Dienstag, 29. November 2011

Towel & Bleach

Was man nicht alles tut, um in Australien über die Runden zu kommen. Da stellt man sich in ein Kaufhaus und belästigt wehrlose Leute. Oder man läuft in Melbourne jeden Tag fünfzehn Kilometer von Restaurant zu Restaurant und sammelt Speisekarten ein. Oder – der neueste Schrei – man kratzt Schimmel von Zimmerdecken und reinigt Toiletten und Duschen. Ja, Nils und ich haben unsere Hausfrauenseite entdeckt. Doch das geschah nicht aus purer Freude am Putzen, sondern aufgrund des Bedürfnisses, uns den Aufenthalt in Hobart zu finanzieren. So kam es, dass wir mit der ehrenhaften Aufgabe betraut wurden, über zwei Tage verteilt alle zehn Badezimmer unseres Hostels zu reinigen. Das erklärt auch die Überschrift: Was sich nämlich wie eine renommierte New Yorker Anwaltskanzlei oder ein englisches Ermittlerduo in einer neuen Krimiserie anhört, waren in Wirklichkeit unsere zwei Hauptwaffen im Kampf gegen den Schmutz in unserem Hostel. Mit Eimern, Putztüchern („Towels“), Schwämmen, Bürsten, Scheuermilch, Bleichmittel („Bleach“), Desinfektionsspray und einer Leiter bewaffnet rückten wir dem Dreck zu Leibe. Und davon gab es reichlich. Wobei wir feststellen mussten, dass Frauen doch größere Schweine als Männer sind, jedenfalls was das Verhalten im Badezimmer anbelangt. Auf dem Boden lagen Abschminktücher verstreut, das Waschbecken strotzte vor langen Haaren und überall klebten Kaugummis. Dazu kam noch der appetitliche Schimmel an der Decke, der bei mir unangenehme Erinnerungen an vergessene Brotbüchsen im Schulranzen hervorrief*.
Aber was soll’s, wir erhielten für die zehneinhalb Stunden dauernde Schufterei fünf kostenlose Übernachtungen und 60 Dollar cash auf die Hand. Das entspricht einem Stundenlohn von umgerechnet 11,68 €. Na bitte, ist doch ganz ordentlich!
Am vergangenen Freitag hatte ich einen Tagesausflug in den Freycinet National Park an Tasmaniens Ostküste.

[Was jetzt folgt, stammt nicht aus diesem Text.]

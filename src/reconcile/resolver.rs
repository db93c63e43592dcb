//! Turns a parsed row into a [`TestSpec`] by resolving its agents, labels
//! and site against the cache, creating missing labels and sites.

use std::collections::BTreeSet;
use thiserror::Error;
use tracing::{info, warn};

use super::builder::{self, TestSpec};
use super::cache::ResourceCache;
use crate::gateway::{Gateway, GatewayError};
use crate::models::{Label, Site};
use crate::spec::{LabelSpec, Row};

#[derive(Error, Debug)]
pub enum ResolutionError {
    #[error("cannot resolve {kind} '{name}': {reason}")]
    Unresolvable {
        kind: &'static str,
        name: String,
        reason: String,
    },
    #[error("no eligible agents at site '{site}'")]
    NoAgentsAvailable { site: String },
    #[error("transport failure while creating {kind} '{name}': {source}")]
    Transport {
        kind: &'static str,
        name: String,
        #[source]
        source: GatewayError,
    },
}

/// A resolved row, plus what had to be created to resolve it.
#[derive(Debug, Clone)]
pub struct Resolved {
    pub spec: TestSpec,
    pub labels_created: Vec<String>,
    pub site_created: bool,
}

pub struct DependencyResolver<'a> {
    gateway: &'a dyn Gateway,
}

impl<'a> DependencyResolver<'a> {
    pub fn new(gateway: &'a dyn Gateway) -> Self {
        Self { gateway }
    }

    /// Agents are resolved from the cache alone and first, so a row that
    /// fails or is skipped here has issued no remote calls.
    pub async fn resolve(
        &self,
        row: &Row,
        cache: &mut ResourceCache,
    ) -> Result<Resolved, ResolutionError> {
        let agent_ids = self.resolve_agents(row, cache)?;
        let mut labels_created = Vec::new();
        let mut label_ids = BTreeSet::new();
        for label in &row.labels {
            if let Some(id) = self.resolve_label(row, label, cache, &mut labels_created).await? {
                label_ids.insert(id);
            }
        }
        let site_created = self.resolve_site(row, cache).await?;

        Ok(Resolved {
            spec: builder::build(row, label_ids, agent_ids),
            labels_created,
            site_created,
        })
    }

    fn resolve_agents(
        &self,
        row: &Row,
        cache: &ResourceCache,
    ) -> Result<BTreeSet<String>, ResolutionError> {
        if !row.agent_names.is_empty() {
            return row
                .agent_names
                .iter()
                .map(|name| {
                    cache.agent(name).map(|a| a.id.clone()).ok_or_else(|| {
                        ResolutionError::Unresolvable {
                            kind: "agent",
                            name: name.clone(),
                            reason: format!(
                                "no {} agent with this alias or id",
                                cache.agent_class()
                            ),
                        }
                    })
                })
                .collect();
        }

        let agents: BTreeSet<String> = cache
            .agents_at_site(&row.site.name)
            .into_iter()
            .map(|a| a.id.clone())
            .collect();
        if agents.is_empty() {
            return Err(ResolutionError::NoAgentsAvailable {
                site: row.site.name.clone(),
            });
        }
        Ok(agents)
    }

    /// Returns the label id, or `None` when creation was refused and the
    /// label is dropped from the test.
    async fn resolve_label(
        &self,
        row: &Row,
        label: &LabelSpec,
        cache: &mut ResourceCache,
        created: &mut Vec<String>,
    ) -> Result<Option<String>, ResolutionError> {
        if let Some(existing) = cache.label(&label.name) {
            return match existing.id.clone() {
                Some(id) => Ok(Some(id)),
                None => {
                    warn!(
                        test = %row.name,
                        label = %label.name,
                        "Cached label has no id, dropping it."
                    );
                    Ok(None)
                }
            };
        }

        let request = Label::new(&label.name, &label.color, &label.description);
        match self.gateway.create_label(&request).await {
            Ok(new_label) => {
                let id = new_label.id.clone();
                info!(test = %row.name, label = %new_label.name, label_id = ?id, "Created label.");
                created.push(new_label.name.clone());
                cache.insert_label(new_label);
                Ok(id)
            }
            Err(e) if e.is_transport() => Err(ResolutionError::Transport {
                kind: "label",
                name: label.name.clone(),
                source: e,
            }),
            Err(e) => {
                warn!(
                    test = %row.name,
                    label = %label.name,
                    error = %e,
                    "Label creation refused, continuing without it."
                );
                Ok(None)
            }
        }
    }

    async fn resolve_site(
        &self,
        row: &Row,
        cache: &mut ResourceCache,
    ) -> Result<bool, ResolutionError> {
        if cache.site(&row.site.name).is_some() {
            return Ok(false);
        }

        let request = Site {
            id: None,
            title: row.site.name.clone(),
            lat: row.site.lat,
            lon: row.site.lon,
            postal_address: Some(row.site.address.clone()).filter(|a| !a.is_empty()),
            site_type: row.site.site_type,
        };
        match self.gateway.create_site(&request).await {
            Ok(site) => {
                info!(test = %row.name, site = %site.title, site_id = ?site.id, "Created site.");
                cache.insert_site(site);
                Ok(true)
            }
            Err(e) if e.is_transport() => Err(ResolutionError::Transport {
                kind: "site",
                name: row.site.name.clone(),
                source: e,
            }),
            Err(e) => Err(ResolutionError::Unresolvable {
                kind: "site",
                name: row.site.name.clone(),
                reason: e.to_string(),
            }),
        }
    }
}

#[cfg(test)]
mod tests {
    use super::*;
    use crate::gateway::{Failure, GatewayOp, MemoryGateway};
    use crate::models::{Agent, AgentClass};
    use crate::spec::SpecRecord;

    fn agent(id: &str, alias: &str, site: &str) -> Agent {
        Agent {
            id: id.to_string(),
            alias: Some(alias.to_string()),
            site_name: Some(site.to_string()),
            site_id: None,
            agent_type: Some("private".to_string()),
            status: None,
            city: None,
            country: None,
        }
    }

    fn row(name: &str, site: &str, labels: &str, agents: &str) -> Row {
        let record = SpecRecord {
            test_name: Some(name.to_string()),
            test_type: Some("hostname".to_string()),
            target: Some("example.com".to_string()),
            site_name: Some(site.to_string()),
            labels: Some(labels.to_string()),
            agent_names: Some(agents.to_string()),
            ..Default::default()
        };
        Row::parse(&record, 2, "csv-managed").unwrap()
    }

    async fn setup(gateway: &MemoryGateway) -> ResourceCache {
        let cache = ResourceCache::load(gateway, AgentClass::Private).await.unwrap();
        gateway.clear_calls().await;
        cache
    }

    #[tokio::test]
    async fn test_missing_named_agent_fails_without_calls() {
        let gateway = MemoryGateway::new().with_agent(agent("1", "ag1", "S1"));
        let mut cache = setup(&gateway).await;
        let err = DependencyResolver::new(&gateway)
            .resolve(&row("A", "S1", "new-label", "ag1, ag-missing"), &mut cache)
            .await
            .unwrap_err();
        assert!(matches!(
            err,
            ResolutionError::Unresolvable { kind: "agent", ref name, .. } if name == "ag-missing"
        ));
        assert!(gateway.calls().await.is_empty());
    }

    #[tokio::test]
    async fn test_site_without_agents_is_no_agents() {
        let gateway = MemoryGateway::new().with_agent(agent("1", "ag1", "S1"));
        let mut cache = setup(&gateway).await;
        let err = DependencyResolver::new(&gateway)
            .resolve(&row("A", "Empty Site", "", ""), &mut cache)
            .await
            .unwrap_err();
        assert!(matches!(
            err,
            ResolutionError::NoAgentsAvailable { ref site } if site == "Empty Site"
        ));
        assert!(gateway.calls().await.is_empty());
    }

    #[tokio::test]
    async fn test_new_labels_and_site_are_created_once() {
        let gateway = MemoryGateway::new().with_agent(agent("1", "ag1", "S1"));
        let mut cache = setup(&gateway).await;
        let resolver = DependencyResolver::new(&gateway);

        let first = resolver.resolve(&row("A", "S1", "prod", ""), &mut cache).await.unwrap();
        assert_eq!(first.labels_created, vec!["prod", "csv-managed"]);
        assert!(first.site_created);
        assert_eq!(first.spec.label_ids.len(), 2);
        assert_eq!(first.spec.agent_ids, BTreeSet::from(["1".to_string()]));

        let second = resolver.resolve(&row("B", "S1", "prod", "AG1"), &mut cache).await.unwrap();
        assert!(second.labels_created.is_empty());
        assert!(!second.site_created);
        assert_eq!(second.spec.label_ids, first.spec.label_ids);
        assert_eq!(gateway.mutating_calls().await.len(), 3);
    }

    #[tokio::test]
    async fn test_refused_label_is_dropped_but_transport_failure_fails_row() {
        let gateway = MemoryGateway::new()
            .with_agent(agent("1", "ag1", "S1"))
            .with_failure(Failure::rejected(GatewayOp::CreateLabel, 400).for_key("bad"))
            .with_failure(Failure::transport(GatewayOp::CreateLabel).for_key("flaky"));
        let mut cache = setup(&gateway).await;
        let resolver = DependencyResolver::new(&gateway);

        let resolved = resolver.resolve(&row("A", "S1", "bad", ""), &mut cache).await.unwrap();
        assert_eq!(resolved.spec.label_ids.len(), 1);

        let err = resolver.resolve(&row("B", "S1", "flaky", ""), &mut cache).await.unwrap_err();
        assert!(matches!(err, ResolutionError::Transport { kind: "label", .. }));
    }

    #[tokio::test]
    async fn test_refused_site_is_unresolvable() {
        let gateway = MemoryGateway::new()
            .with_agent(agent("1", "ag1", "S1"))
            .with_failure(Failure::rejected(GatewayOp::CreateSite, 400));
        let mut cache = setup(&gateway).await;
        let err = DependencyResolver::new(&gateway)
            .resolve(&row("A", "S1", "", "ag1"), &mut cache)
            .await
            .unwrap_err();
        assert!(matches!(err, ResolutionError::Unresolvable { kind: "site", .. }));
    }
}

Diese Tour und insbesondere ein spezieller Strand, den wir während des Ausflugs besuchten, waren für mich die Highlights in Tassie und einer der Hauptgründe, warum ich überhaupt hier herkommen wollte. Wineglass Bay (siehe Foto unten) gehört zu den zehn schönsten Stränden der Welt. Leider haben die Tasmanier nicht allzu viel von ihren traumhaften Stränden, weil die Wassertemperaturen über die meiste Zeit des Jahres viel zu kalt zum Baden sind. Auch ich konnte nicht ins Wasser, doch dafür genoss ich die tolle Landschaft umso mehr. Auf dem Rückweg legten wir dann noch einen Zwischenstopp bei einer Beerenfarm ein, wo ich das beste Eis (Heidelbeere und – gar nicht fruchtig – Schokolade) seit langem aß.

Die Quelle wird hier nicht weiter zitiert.